*** DATA SUPPLIED
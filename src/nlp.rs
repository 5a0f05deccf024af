//! Text canonicalization shared by every matching operation.
//!
//! [`normalize`] folds a raw string (NFKD, lowercase, trimmed). [`Normalizer::preprocess`]
//! additionally tokenizes, lemmatizes and drops stop-words, keeping the copular words and
//! articles in [`RETAINED_STOP_WORDS`] because some answers are exactly those words.
//!
//! The English [`Lexicon`] is built once per process and only ever read afterwards.

use once_cell::sync::Lazy;
use std::collections::{HashMap, HashSet};
use unicode_normalization::UnicodeNormalization;

/// Stop-words that survive preprocessing.
pub const RETAINED_STOP_WORDS: [&str; 9] = ["is", "am", "are", "be", "was", "were", "a", "an", "the"];

static ENGLISH: Lazy<Lexicon> = Lazy::new(Lexicon::english);

const STOP_WORDS: &[&str] = &[
    "about", "above", "across", "after", "afterwards", "again", "against", "all", "almost",
    "alone", "along", "already", "also", "although", "always", "am", "among", "amongst", "amount",
    "an", "and", "another", "any", "anyhow", "anyone", "anything", "anyway", "anywhere", "are",
    "around", "as", "at", "a", "be", "became", "because", "become", "becomes", "becoming", "been",
    "before", "beforehand", "behind", "being", "below", "beside", "besides", "between", "beyond",
    "both", "but", "by", "can", "cannot", "could", "did", "do", "does", "doing", "done", "down",
    "due", "during", "each", "either", "else", "elsewhere", "enough", "even", "ever", "every",
    "everyone", "everything", "everywhere", "except", "few", "first", "for", "former", "formerly",
    "from", "further", "get", "give", "go", "had", "has", "have", "he", "hence", "her", "here",
    "hereafter", "hereby", "herein", "hereupon", "hers", "herself", "him", "himself", "his",
    "how", "however", "i", "if", "in", "indeed", "into", "is", "it", "its", "itself", "just",
    "last", "latter", "latterly", "least", "less", "made", "make", "many", "may", "me",
    "meanwhile", "might", "mine", "more", "moreover", "most", "mostly", "much", "must", "my",
    "myself", "namely", "neither", "never", "nevertheless", "next", "no", "nobody", "none",
    "noone", "nor", "not", "nothing", "now", "nowhere", "of", "off", "often", "on", "once",
    "only", "onto", "or", "other", "others", "otherwise", "our", "ours", "ourselves", "out",
    "over", "own", "per", "perhaps", "please", "put", "quite", "rather", "re", "really",
    "regarding", "same", "say", "see", "seem", "seemed", "seeming", "seems", "several", "she",
    "should", "since", "so", "some", "somehow", "someone", "something", "sometime", "sometimes",
    "somewhere", "still", "such", "take", "than", "that", "the", "their", "them", "themselves",
    "then", "thence", "there", "thereafter", "thereby", "therefore", "therein", "thereupon",
    "these", "they", "this", "those", "though", "through", "throughout", "thru", "thus", "to",
    "together", "too", "toward", "towards", "under", "unless", "until", "up", "upon", "us",
    "used", "using", "various", "very", "via", "was", "we", "well", "were", "what", "whatever",
    "when", "whence", "whenever", "where", "whereafter", "whereas", "whereby", "wherein",
    "whereupon", "wherever", "whether", "which", "while", "whither", "who", "whoever", "whole",
    "whom", "whose", "why", "will", "with", "within", "without", "would", "yet", "you", "your",
    "yours", "yourself", "yourselves",
    // clitics left over after splitting contractions
    "s", "t", "m", "d", "ll", "ve", "don", "doesn", "didn", "isn", "aren", "wasn", "weren",
    "won", "wouldn", "couldn", "shouldn", "haven", "hasn", "hadn", "ain",
];

const IRREGULAR_LEMMAS: &[(&str, &str)] = &[
    // contraction pieces: it's, i'm, they're
    ("s", "be"), ("m", "be"), ("re", "be"),
    ("is", "be"), ("am", "be"), ("are", "be"), ("was", "be"), ("were", "be"), ("been", "be"),
    ("being", "be"), ("has", "have"), ("had", "have"), ("having", "have"), ("does", "do"),
    ("did", "do"), ("done", "do"), ("doing", "do"), ("goes", "go"), ("went", "go"),
    ("gone", "go"), ("children", "child"), ("men", "man"), ("women", "woman"),
    ("people", "person"), ("feet", "foot"), ("teeth", "tooth"), ("mice", "mouse"),
    ("geese", "goose"), ("leaves", "leaf"), ("knives", "knife"), ("wolves", "wolf"),
    ("lives", "life"), ("wives", "wife"), ("halves", "half"), ("shelves", "shelf"),
    ("thieves", "thief"), ("made", "make"), ("making", "make"), ("took", "take"),
    ("taken", "take"), ("gave", "give"), ("given", "give"), ("grew", "grow"), ("grown", "grow"),
    ("knew", "know"), ("known", "know"), ("saw", "see"), ("seen", "see"), ("spoke", "speak"),
    ("spoken", "speak"), ("wrote", "write"), ("written", "write"), ("ran", "run"),
    ("came", "come"), ("began", "begin"), ("begun", "begin"), ("broke", "break"),
    ("broken", "break"), ("fell", "fall"), ("fallen", "fall"), ("found", "find"),
    ("thought", "think"), ("told", "tell"), ("said", "say"), ("stood", "stand"),
    ("kept", "keep"), ("lost", "lose"), ("heard", "hear"), ("held", "hold"),
    ("brought", "bring"), ("bought", "buy"), ("caught", "catch"), ("taught", "teach"),
    ("sought", "seek"), ("built", "build"), ("sent", "send"), ("spent", "spend"),
    ("felt", "feel"), ("met", "meet"), ("sat", "sit"), ("slept", "sleep"), ("hid", "hide"),
    ("hidden", "hide"), ("flew", "fly"), ("flown", "fly"), ("drew", "draw"), ("drawn", "draw"),
    ("threw", "throw"), ("thrown", "throw"), ("wore", "wear"), ("worn", "wear"),
    ("froze", "freeze"), ("frozen", "freeze"), ("burnt", "burn"), ("lying", "lie"),
    ("dying", "die"), ("tying", "tie"),
];

/// Read-only English word data used by [`Normalizer`].
#[derive(Debug)]
pub struct Lexicon {
    stop_words: HashSet<&'static str>,
    irregular: HashMap<&'static str, &'static str>,
}

impl Lexicon {
    pub fn english() -> Self {
        Self {
            stop_words: STOP_WORDS.iter().copied().collect(),
            irregular: IRREGULAR_LEMMAS.iter().copied().collect(),
        }
    }

    pub fn is_stop_word(&self, word: &str) -> bool {
        self.stop_words.contains(word)
    }

    /// Returns the dictionary form of a lowercase token.
    pub fn lemma(&self, token: &str) -> String {
        if let Some(lemma) = self.irregular.get(token) {
            return (*lemma).to_string();
        }
        if token.chars().count() <= 3 || token.chars().any(|c| c.is_numeric()) {
            return token.to_string();
        }
        let singular = strip_plural(token);
        if let Some(lemma) = self.irregular.get(singular.as_str()) {
            return (*lemma).to_string();
        }
        strip_verb_suffix(&singular)
    }
}

fn strip_plural(token: &str) -> String {
    let len = token.len();
    if token.ends_with("ies") && len > 4 {
        return format!("{}y", &token[..len - 3]);
    }
    if token.ends_with("sses") {
        return token[..len - 2].to_string();
    }
    if len > 4 && ["ches", "shes", "xes", "zes"].iter().any(|s| token.ends_with(s)) {
        return token[..len - 2].to_string();
    }
    if token.ends_with('s') && !["ss", "us", "is", "os"].iter().any(|s| token.ends_with(s)) {
        return token[..len - 1].to_string();
    }
    token.to_string()
}

fn strip_verb_suffix(token: &str) -> String {
    let len = token.len();
    if token.ends_with("ied") && len > 4 {
        return format!("{}y", &token[..len - 3]);
    }
    if let Some(stem) = token.strip_suffix("ing") {
        if is_verb_stem(stem) {
            return undouble(stem);
        }
    }
    if let Some(stem) = token.strip_suffix("ed") {
        if is_verb_stem(stem) && !stem.ends_with('e') {
            return undouble(stem);
        }
    }
    token.to_string()
}

fn is_verb_stem(stem: &str) -> bool {
    stem.chars().count() >= 3 && stem.chars().any(|c| "aeiouy".contains(c))
}

// "stopp" -> "stop", but "fall" and "kiss" keep their doubled consonant.
fn undouble(stem: &str) -> String {
    let mut chars = stem.chars().rev();
    match (chars.next(), chars.next()) {
        (Some(last), Some(prev)) if last == prev && !"aeioulsz".contains(last) => {
            stem[..stem.len() - last.len_utf8()].to_string()
        }
        _ => stem.to_string(),
    }
}

/// NFKD-folds, lowercases and trims `text`.
pub fn normalize(text: &str) -> String {
    text.to_lowercase().nfkd().collect::<String>().trim().to_string()
}

/// Splits already-normalized text into word tokens. Punctuation is dropped and
/// contractions are split at the apostrophe.
pub fn tokenize(normalized: &str) -> Vec<String> {
    normalized
        .split(|c: char| !(c.is_alphanumeric() || c == '\'' || c == '\u{2019}'))
        .flat_map(|chunk| chunk.split(['\'', '\u{2019}']))
        .filter(|token| !token.is_empty())
        .map(str::to_string)
        .collect()
}

/// Applies [`normalize`] and lemma-based preprocessing against an injected [`Lexicon`].
#[derive(Debug, Clone, Copy)]
pub struct Normalizer {
    lexicon: &'static Lexicon,
}

impl Default for Normalizer {
    fn default() -> Self {
        Self::english()
    }
}

impl Normalizer {
    pub fn new(lexicon: &'static Lexicon) -> Self {
        Self { lexicon }
    }

    /// Normalizer backed by the process-wide English lexicon.
    pub fn english() -> Self {
        Self::new(&ENGLISH)
    }

    pub fn lexicon(&self) -> &'static Lexicon {
        self.lexicon
    }

    pub fn normalize(&self, text: &str) -> String {
        normalize(text)
    }

    pub fn normalize_opt(&self, text: Option<&str>) -> Option<String> {
        text.map(normalize)
    }

    /// Lemmatized, stop-word filtered form of `text`, joined by single spaces.
    pub fn preprocess(&self, text: &str) -> String {
        if text.is_empty() {
            return String::new();
        }
        let normalized = normalize(text);
        let mut lemmas = Vec::new();
        for token in tokenize(&normalized) {
            let lemma = self.lexicon.lemma(&token);
            let retained = RETAINED_STOP_WORDS.contains(&token.as_str())
                || RETAINED_STOP_WORDS.contains(&lemma.as_str());
            if retained || !self.lexicon.is_stop_word(&token) {
                lemmas.push(lemma);
            }
        }
        lemmas.join(" ")
    }

    /// [`Self::preprocess`], falling back to [`normalize`] when nothing survives
    /// preprocessing (answers made only of stop-words such as "nothing").
    pub fn answer_form(&self, text: &str) -> String {
        let processed = self.preprocess(text);
        if processed.is_empty() {
            normalize(text)
        } else {
            processed
        }
    }
}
******
> WORK INSTRUCTION
Copy, please, every line from the start of the entries down to the line that holds "pub const RETAINED_STOP_WORDS: [&str;", with both of those lines included and no others.

> ANSWER
filename src/nlp.rs
repository 5a0f05deccf024af
//! Text canonicalization shared by every matching operation.
//!
//! [`normalize`] folds a raw string (NFKD, lowercase, trimmed). [`Normalizer::preprocess`]
//! additionally tokenizes, lemmatizes and drops stop-words, keeping the copular words and
//! articles in [`RETAINED_STOP_WORDS`] because some answers are exactly those words.
//!
//! The English [`Lexicon`] is built once per process and only ever read afterwards.

use once_cell::sync::Lazy;
use std::collections::{HashMap, HashSet};
use unicode_normalization::UnicodeNormalization;

/// Stop-words that survive preprocessing.
pub const RETAINED_STOP_WORDS: [&str; 9] = ["is", "am", "are", "be", "was", "were", "a", "an", "the"];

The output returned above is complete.